Nowadays, sponge city reconstruction has become the focus of research because of the increasingly serious urban waterlogging. Carbon emission reduction, waterlogging area reduction, cost, and other indicators were considered to explore the optimal sponge allocation scheme in the study area. The two-dimensional coupled model MIKE FLOOD was established to analyze the causes of waterlogging through numerical simulation. Low-impact development (LID) combination scenarios were set to analyze the control effects of waterlogging water and total runoff. The carbon emission reduction capacity and economic benefit of each scenario were calculated and evaluated. The analytic hierarchy process (AHP) was used to comprehensively evaluate the LID combination scenario and explore the optimal cost-benefit LID configuration scheme. The results show that the campus rainwater pipe network is under overload operation, and the number of overflow nodes accounts for up to 58.1% under the 3a rainfall return periods.
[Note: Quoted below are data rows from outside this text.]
//! Browser-effect seam.
//!
//! Everything that touches the page itself (the current URL, history
//! replacement, top-level navigation, and the gateway form POST) goes
//! through the [`Shell`] trait. The core never reaches for the DOM
//! directly, which keeps the checkout and routing logic testable.

use parking_lot::RwLock;

/// The hidden-field name the payment gateway reads the token from.
/// Bit-exact protocol constant; shared with the return-URL parser.
pub const TOKEN_FIELD: &str = "token_ws";

/// A top-level form POST handing control to the external payment gateway.
///
/// This is a full browser navigation, not an XHR: once submitted, the
/// application is gone until the gateway redirects back. The checkout
/// state machine treats submission as a terminal, unobservable action.
#[derive(Debug, Clone, PartialEq, Eq)]
pub struct GatewayForm {
    /// Gateway URL the form targets.
    pub action: String,
    /// Opaque transaction token placed in the `token_ws` hidden field.
    pub token: String,
}

impl GatewayForm {
    pub fn new(action: impl Into<String>, token: impl Into<String>) -> Self {
        Self {
            action: action.into(),
            token: token.into(),
        }
    }

    /// Render the exact form markup a browser shell appends to the
    /// document body and submits.
    pub fn to_html(&self) -> String {
        format!(
            "<form method=\"POST\" action=\"{}\"><input type=\"hidden\" name=\"{}\" value=\"{}\"/></form>",
            escape_attr(&self.action),
            TOKEN_FIELD,
            escape_attr(&self.token),
        )
    }
}

fn escape_attr(value: &str) -> String {
    value
        .replace('&', "&amp;")
        .replace('<', "&lt;")
        .replace('>', "&gt;")
        .replace('"', "&quot;")
}

/// Host-environment operations the core needs from the page.
pub trait Shell: Send + Sync {
    /// Current location, path plus query string (e.g. `/?tab=tienda`).
    fn current_url(&self) -> String;
    /// Replace the current history entry without reloading.
    fn replace_url(&self, url: &str);
    /// Full top-level navigation.
    fn navigate(&self, url: &str);
    /// Build and submit the gateway form; control leaves the app.
    fn submit_gateway_form(&self, form: &GatewayForm);
}

/// Shell backend for tests and headless hosts: tracks the URL in memory
/// and records every submitted form and navigation.
#[derive(Default)]
pub struct HeadlessShell {
    url: RwLock<String>,
    submitted: RwLock<Vec<GatewayForm>>,
    navigations: RwLock<Vec<String>>,
}

impl HeadlessShell {
    pub fn new(url: impl Into<String>) -> Self {
        Self {
            url: RwLock::new(url.into()),
            submitted: RwLock::new(Vec::new()),
            navigations: RwLock::new(Vec::new()),
        }
    }

    pub fn submitted_forms(&self) -> Vec<GatewayForm> {
        self.submitted.read().clone()
    }

    pub fn navigations(&self) -> Vec<String> {
        self.navigations.read().clone()
    }
}

impl Shell for HeadlessShell {
    fn current_url(&self) -> String {
        self.url.read().clone()
    }

    fn replace_url(&self, url: &str) {
        *self.url.write() = url.to_string();
    }

    fn navigate(&self, url: &str) {
        self.navigations.write().push(url.to_string());
        *self.url.write() = url.to_string();
    }

    fn submit_gateway_form(&self, form: &GatewayForm) {
        self.submitted.write().push(form.clone());
    }
}

#[cfg(test)]
mod tests {
    use super::*;

    #[test]
    fn test_gateway_form_html_carries_token_field() {
        let form = GatewayForm::new("https://gw/test", "xyz");
        let html = form.to_html();
        assert!(html.contains("method=\"POST\""));
        assert!(html.contains("action=\"https://gw/test\""));
        assert!(html.contains("name=\"token_ws\""));
        assert!(html.contains("value=\"xyz\""));
    }

    #[test]
    fn test_gateway_form_escapes_attributes() {
        let form = GatewayForm::new("https://gw/init?a=1&b=2", "tok\"en");
        let html = form.to_html();
        assert!(html.contains("a=1&amp;b=2"));
        assert!(html.contains("tok&quot;en"));
    }

    #[test]
    fn test_headless_shell_records_effects() {
        let shell = HeadlessShell::new("/?tab=tienda");
        assert_eq!(shell.current_url(), "/?tab=tienda");

        shell.replace_url("/");
        assert_eq!(shell.current_url(), "/");
        assert!(shell.navigations().is_empty());

        shell.navigate("/?tab=mis-pagos");
        assert_eq!(shell.navigations(), vec!["/?tab=mis-pagos".to_string()]);

        shell.submit_gateway_form(&GatewayForm::new("https://gw", "t"));
        assert_eq!(shell.submitted_forms().len(), 1);
    }
}
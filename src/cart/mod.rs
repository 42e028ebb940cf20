//! Client-side cache of the server-owned cart.
//!
//! The server is the source of truth; this cache is rebuilt from the
//! cart endpoint payload after every mutating operation. Quantities are
//! never held or displayed below 1.

use crate::models::CartPayload;

#[derive(Debug, Clone, PartialEq, Eq)]
pub struct CartItem {
    pub item_id: i64,
    pub product_id: i64,
    pub name: String,
    /// Unit price in pesos, derived from the line subtotal.
    pub unit_price: i64,
    pub quantity: u32,
    pub variant: Option<String>,
    pub image: Option<String>,
}

#[derive(Debug, Clone, Default)]
pub struct Cart {
    items: Vec<CartItem>,
}

impl Cart {
    /// Empty cart; what an anonymous session always holds.
    pub fn empty() -> Self {
        Self::default()
    }

    /// Rebuild from the cart endpoint payload. The serializer hands back
    /// line subtotals, so the unit price is recovered by division; the
    /// quantity floor keeps that well-defined.
    pub fn from_payload(payload: &CartPayload) -> Self {
        let items = payload
            .items
            .iter()
            .map(|item| {
                let quantity = item.cantidad.max(1);
                CartItem {
                    item_id: item.id,
                    product_id: item.producto,
                    name: item
                        .producto_nombre
                        .clone()
                        .unwrap_or_else(|| "Producto".to_string()),
                    unit_price: item.subtotal.unwrap_or(0) / quantity as i64,
                    quantity,
                    variant: item.variante.as_ref().and_then(|v| v.nombre.clone()),
                    image: item.imagen.clone(),
                }
            })
            .collect();
        Self { items }
    }

    pub fn items(&self) -> &[CartItem] {
        &self.items
    }

    pub fn is_empty(&self) -> bool {
        self.items.is_empty()
    }

    /// Total in pesos: sum of unit price × quantity over current items.
    pub fn total(&self) -> i64 {
        self.items
            .iter()
            .map(|item| item.unit_price * item.quantity as i64)
            .sum()
    }

    pub fn total_items(&self) -> u32 {
        self.items.iter().map(|item| item.quantity).sum()
    }
}

/// Clamp a requested line quantity before it is sent to the server.
/// Zero or negative requests become 1; the invariant is enforced on the
/// way out, not after the fact.
pub fn normalize_quantity(requested: i64) -> u32 {
    requested.max(1) as u32
}

#[cfg(test)]
mod tests {
    use super::*;

    fn payload(json: serde_json::Value) -> CartPayload {
        serde_json::from_value(json).unwrap()
    }

    #[test]
    fn test_total_is_sum_of_unit_price_times_quantity() {
        let cart = Cart::from_payload(&payload(serde_json::json!({
            "items": [
                { "id": 1, "producto": 10, "producto_nombre": "Polera", "subtotal": 25980, "cantidad": 2 },
                { "id": 2, "producto": 11, "producto_nombre": "Pompones", "subtotal": 8990, "cantidad": 1 }
            ]
        })));
        assert_eq!(cart.items()[0].unit_price, 12990);
        assert_eq!(cart.total(), 25980 + 8990);
        assert_eq!(cart.total_items(), 3);
    }

    #[test]
    fn test_quantity_never_below_one() {
        let cart = Cart::from_payload(&payload(serde_json::json!({
            "items": [
                { "id": 1, "producto": 10, "subtotal": 5000, "cantidad": 0 }
            ]
        })));
        assert_eq!(cart.items()[0].quantity, 1);
        assert_eq!(cart.total(), 5000);

        assert_eq!(normalize_quantity(0), 1);
        assert_eq!(normalize_quantity(-3), 1);
        assert_eq!(normalize_quantity(4), 4);
    }

    #[test]
    fn test_anonymous_cart_is_empty() {
        let cart = Cart::empty();
        assert!(cart.is_empty());
        assert_eq!(cart.total(), 0);
        assert_eq!(cart.total_items(), 0);
    }

    #[test]
    fn test_variant_and_fallback_name() {
        let cart = Cart::from_payload(&payload(serde_json::json!({
            "items": [
                { "id": 1, "producto": 10, "subtotal": 12990, "cantidad": 1,
                  "variante": { "nombre": "M" } }
            ]
        })));
        assert_eq!(cart.items()[0].name, "Producto");
        assert_eq!(cart.items()[0].variant.as_deref(), Some("M"));
    }
}
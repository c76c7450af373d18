//! Search pipeline orchestration.

use serde::Serialize;

use clubfind_catalog::{CatalogClient, ExtractionResult};
use clubfind_core::{MismatchSignal, ModelMapping, RefData, SearchRequest};
use clubfind_llm::{ChatBackend, FilterInferer};

use crate::compiler;
use crate::mismatch;
use crate::resolver;

/// Everything one search produced, shaped for display.
#[derive(Debug, Clone, Serialize)]
pub struct SearchOutcome {
    pub request: SearchRequest,
    pub signal: MismatchSignal,
    pub models: ModelMapping,
    /// The compiled filter URL. `None` means URL compilation failed and
    /// nothing was fetched.
    pub url: Option<String>,
    pub extraction: ExtractionResult,
}

/// Runs the full pipeline for one request.
///
/// 1. Mismatch detection (pure) and model-specificity classification —
///    independent of each other, neither feeds the other.
/// 2. Model extraction and mapping, only for model-specific queries: the
///    classification gate exists to skip the extraction cost on generic
///    queries.
/// 3. URL compilation; the deterministic model group is appended after
///    inference. A compile failure ends the request with `url: None` and
///    an empty extraction — no partial URL is ever fetched.
/// 4. Catalog fetch and extraction, which degrades internally.
///
/// Never fails: every stage has a defined empty/negative fallback.
pub async fn run_search<B>(
    backend: &B,
    catalog: &CatalogClient,
    refdata: &RefData,
    request: SearchRequest,
) -> SearchOutcome
where
    B: ChatBackend + FilterInferer + Sync,
{
    let category_check = mismatch::detect(&request.raw_query, request.category);
    let is_model_specific =
        resolver::classify_is_model_specific(backend, refdata, &request.raw_query).await;
    let signal = MismatchSignal::new(is_model_specific, category_check);

    if signal.has_mismatch {
        tracing::info!(
            selected = %request.category,
            implied = ?signal.implied_category,
            "query vocabulary implies a different category"
        );
    }

    let models = if is_model_specific {
        resolver::extract_and_map(backend, refdata, &request.raw_query, request.category).await
    } else {
        ModelMapping::new()
    };

    let url = match compiler::compile(backend, refdata, &request, &models).await {
        Ok(url) => url,
        Err(e) => {
            tracing::error!(error = %e, "URL compilation failed, aborting search");
            return SearchOutcome {
                request,
                signal,
                models,
                url: None,
                extraction: ExtractionResult::empty(),
            };
        }
    };

    tracing::info!(url = %url, "compiled filter URL");
    let extraction = catalog.extract(&url).await;

    SearchOutcome {
        request,
        signal,
        models,
        url: Some(url),
        extraction,
    }
}
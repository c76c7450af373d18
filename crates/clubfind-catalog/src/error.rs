use thiserror::Error;

#[derive(Debug, Error)]
pub enum CatalogError {
    #[error("HTTP error: {0}")]
    Http(#[from] reqwest::Error),

    #[error("endpoint not found: {url}")]
    NotFound { url: String },

    #[error("unexpected HTTP status {status} from {url}")]
    UnexpectedStatus { status: u16, url: String },
}
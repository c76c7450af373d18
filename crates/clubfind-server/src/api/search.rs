use axum::{extract::State, response::IntoResponse, Extension, Json};
use serde::{Deserialize, Serialize};
use uuid::Uuid;

use clubfind_core::{ClubCategory, SearchRequest};
use clubfind_query::run_search;

use super::{ApiError, ApiResponse, AppState, ResponseMeta};
use crate::middleware::RequestId;

#[derive(Debug, Deserialize)]
pub struct SearchPayload {
    pub query: String,
    pub category: String,
}

/// Summary returned immediately after a search; the full rendered result
/// set is retrieved once from `/api/v1/results/{id}`.
#[derive(Debug, Serialize)]
pub struct SearchSummary {
    pub result_id: Uuid,
    pub url: Option<String>,
    pub is_model_specific: bool,
    pub has_mismatch: bool,
    pub implied_category: Option<ClubCategory>,
    pub resolved_models: Vec<String>,
    pub total_count: Option<u32>,
    pub no_results: bool,
    pub record_count: usize,
}

pub async fn run(
    State(state): State<AppState>,
    Extension(req_id): Extension<RequestId>,
    Json(payload): Json<SearchPayload>,
) -> Result<impl IntoResponse, ApiError> {
    let raw_query = payload.query.trim();
    if raw_query.is_empty() {
        return Err(ApiError::new(
            req_id.0,
            "validation_error",
            "query must not be empty",
        ));
    }
    let Some(category) = ClubCategory::from_slug(&payload.category) else {
        return Err(ApiError::new(
            req_id.0,
            "validation_error",
            format!("unknown category: {}", payload.category),
        ));
    };

    let request = SearchRequest {
        raw_query: raw_query.to_string(),
        category,
    };
    let outcome = run_search(
        state.backend.as_ref(),
        &state.catalog,
        &state.refdata,
        request,
    )
    .await;

    let url = outcome.url.clone();
    let signal = outcome.signal;
    let resolved_models: Vec<String> = outcome
        .models
        .canonical_names()
        .into_iter()
        .map(str::to_string)
        .collect();
    let total_count = outcome.extraction.total_count;
    let no_results = outcome.extraction.no_results;
    let record_count = outcome.extraction.records.len();
    let result_id = state.cache.insert(outcome);

    Ok(Json(ApiResponse {
        data: SearchSummary {
            result_id,
            url,
            is_model_specific: signal.is_model_specific,
            has_mismatch: signal.has_mismatch,
            implied_category: signal.implied_category,
            resolved_models,
            total_count,
            no_results,
            record_count,
        },
        meta: ResponseMeta::new(req_id.0),
    }))
}
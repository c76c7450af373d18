use axum::{
    extract::Request,
    http::HeaderValue,
    middleware::Next,
    response::Response,
};
use uuid::Uuid;

/// Newtype wrapping a request ID string, stored as a request extension.
#[derive(Debug, Clone)]
pub struct RequestId(pub String);

/// Axum middleware that extracts or generates a request ID.
///
/// If the incoming request carries an `x-request-id` header, that value is
/// reused; otherwise a fresh `UUIDv4` is generated. The ID lands in the
/// request extensions as [`RequestId`] and on the response as
/// `x-request-id`.
pub async fn request_id(mut req: Request, next: Next) -> Response {
    let id = req
        .headers()
        .get("x-request-id")
        .and_then(|v| v.to_str().ok())
        .map_or_else(|| Uuid::new_v4().to_string(), String::from);

    req.extensions_mut().insert(RequestId(id.clone()));

    let mut res = next.run(req).await;

    if let Ok(val) = HeaderValue::from_str(&id) {
        res.headers_mut().insert("x-request-id", val);
    }

    res
}
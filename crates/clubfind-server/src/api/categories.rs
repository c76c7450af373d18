use axum::{extract::State, response::IntoResponse, Extension, Json};
use serde::Serialize;

use clubfind_core::ClubCategory;

use super::{ApiResponse, AppState, ResponseMeta};
use crate::middleware::RequestId;

#[derive(Debug, Serialize)]
pub struct CategoryItem {
    pub slug: &'static str,
    pub label: String,
    /// Example query shown as the search box hint for this category.
    pub placeholder: Option<String>,
}

pub async fn list(
    State(state): State<AppState>,
    Extension(req_id): Extension<RequestId>,
) -> impl IntoResponse {
    let data: Vec<CategoryItem> = ClubCategory::ALL
        .into_iter()
        .map(|category| CategoryItem {
            slug: category.slug(),
            label: category.to_string(),
            placeholder: state
                .refdata
                .placeholder_hint(category)
                .map(str::to_string),
        })
        .collect();

    Json(ApiResponse {
        data,
        meta: ResponseMeta::new(req_id.0),
    })
}
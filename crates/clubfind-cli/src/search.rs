//! The one-shot `search` command.
//!
//! Wires the full pipeline against live endpoints and prints the rendered
//! result set. Pipeline-internal failures degrade as usual; only setup
//! problems (bad config, unknown category) abort.

use anyhow::Context;

use clubfind_core::{AppConfig, ClubCategory, SearchRequest};
use clubfind_query::run_search;

use crate::render;

pub(crate) async fn run(
    config: &AppConfig,
    query: &str,
    category: &str,
    json: bool,
) -> anyhow::Result<()> {
    let category = ClubCategory::from_slug(category)
        .ok_or_else(|| anyhow::anyhow!("unknown category '{category}'"))?;
    let query = query.trim();
    if query.is_empty() {
        anyhow::bail!("query must not be empty");
    }

    let refdata = clubfind_core::RefData::load(&config.refdata_path);
    let display = clubfind_core::load_display_config(&config.display_config_path)
        .context("failed to load display config")?;
    let backend = clubfind_llm::ChatClient::new(
        &config.llm_base_url,
        config.llm_api_key.clone(),
        &config.llm_model,
        config.llm_request_timeout_secs,
    )
    .context("failed to build chat client")?;
    let catalog = clubfind_catalog::CatalogClient::new(
        config.catalog_request_timeout_secs,
        &config.catalog_user_agent,
    )
    .context("failed to build catalog client")?;

    tracing::info!(category = %category, "running search");
    let outcome = run_search(
        &backend,
        &catalog,
        &refdata,
        SearchRequest {
            raw_query: query.to_string(),
            category,
        },
    )
    .await;
    tracing::info!(
        records = outcome.extraction.records.len(),
        compiled = outcome.url.is_some(),
        "search finished"
    );

    if json {
        println!("{}", serde_json::to_string_pretty(&outcome)?);
        return Ok(());
    }

    if outcome.signal.has_mismatch {
        match outcome.signal.implied_category {
            Some(implied) => println!(
                "note: the query reads like a {implied} search but {} was selected",
                outcome.request.category
            ),
            None => println!("note: the query may not match the selected category"),
        }
    }
    if !outcome.models.is_empty() {
        let names = outcome.models.canonical_names().join(", ");
        println!("resolved models: {names}");
    }
    match &outcome.url {
        Some(url) => println!("catalog url: {url}"),
        None => {
            println!("could not compile a catalog URL for this query");
            return Ok(());
        }
    }

    render::print_extraction(&outcome.extraction, display.visible_attributes(category));
    Ok(())
}
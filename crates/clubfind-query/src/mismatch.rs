//! Category mismatch detection: pure keyword matching, no external calls.

use clubfind_core::{CategoryMismatch, ClubCategory};

/// Trigger vocabulary per category, in priority order: the first matching
/// category that differs from the selection wins. More specific
/// vocabularies come first so "3 wood" never resolves to Driver and
/// "single iron" never resolves to IronSet. UtilityIron is deliberately
/// absent and is never flagged.
const CATEGORY_TRIGGERS: &[(ClubCategory, &[&str])] = &[
    (
        ClubCategory::Wedge,
        &[
            "wedge",
            "wedges",
            "gw",
            "pw",
            "aw",
            "lw",
            "sw",
            "gap wedge",
            "pitching wedge",
            "approach wedge",
            "lob wedge",
            "sand wedge",
        ],
    ),
    (
        ClubCategory::Putter,
        &["putter", "putters", "mallet", "blade putter"],
    ),
    (
        ClubCategory::Hybrid,
        &["hybrid", "hybrids", "rescue", "rescues"],
    ),
    (
        ClubCategory::FairwayWood,
        &[
            "fairway",
            "fairways",
            "fairway wood",
            "fairway woods",
            "3 wood",
            "5 wood",
            "7 wood",
            "3-wood",
            "5-wood",
            "7-wood",
        ],
    ),
    (
        ClubCategory::SingleIron,
        &[
            "single iron",
            "single irons",
            "driving iron",
            "1 iron",
            "2 iron",
            "3 iron",
        ],
    ),
    (ClubCategory::IronSet, &["irons", "iron set", "iron sets"]),
    (ClubCategory::Driver, &["driver", "drivers"]),
];

/// Flags a query whose vocabulary implies a different category than the
/// one selected.
///
/// Lowercases the query, tests every category's triggers, and reports the
/// first matching category (in [`CATEGORY_TRIGGERS`] order) that differs
/// from `selected`. Always returns a value; there are no failure modes.
#[must_use]
pub fn detect(raw_query: &str, selected: ClubCategory) -> CategoryMismatch {
    let lower = raw_query.to_lowercase();
    let tokens: Vec<&str> = lower
        .split(|c: char| !c.is_alphanumeric())
        .filter(|t| !t.is_empty())
        .collect();

    let mut implied = None;
    for (category, triggers) in CATEGORY_TRIGGERS {
        if *category == selected {
            continue;
        }
        if triggers
            .iter()
            .any(|trigger| trigger_matches(trigger, &lower, &tokens))
        {
            implied = Some(*category);
            break;
        }
    }

    match implied {
        Some(category) => CategoryMismatch {
            has_mismatch: true,
            implied_category: Some(category),
        },
        None => CategoryMismatch::none(),
    }
}

/// Multi-word triggers match as substrings; single-word triggers match
/// whole tokens only, so "aw" never fires inside "fairway".
fn trigger_matches(trigger: &str, lower_query: &str, tokens: &[&str]) -> bool {
    if trigger.contains(char::is_whitespace) {
        lower_query.contains(trigger)
    } else {
        tokens.contains(&trigger)
    }
}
After setting up LID measures, the runoff control rate can be increased by 26.15-42.84%, and the waterlogging area where the depth exceeds 15cm can be reduced by 72.87-100%. If the energy conservation and emission reduction benefits and costs are considered at the same time, the layout scenario of 9% bioretention facility + 3% green roof + 3% permeable pavement can achieve the best benefits. The research can provide a reference for planning and reconstruction of sponge campus and residential areas.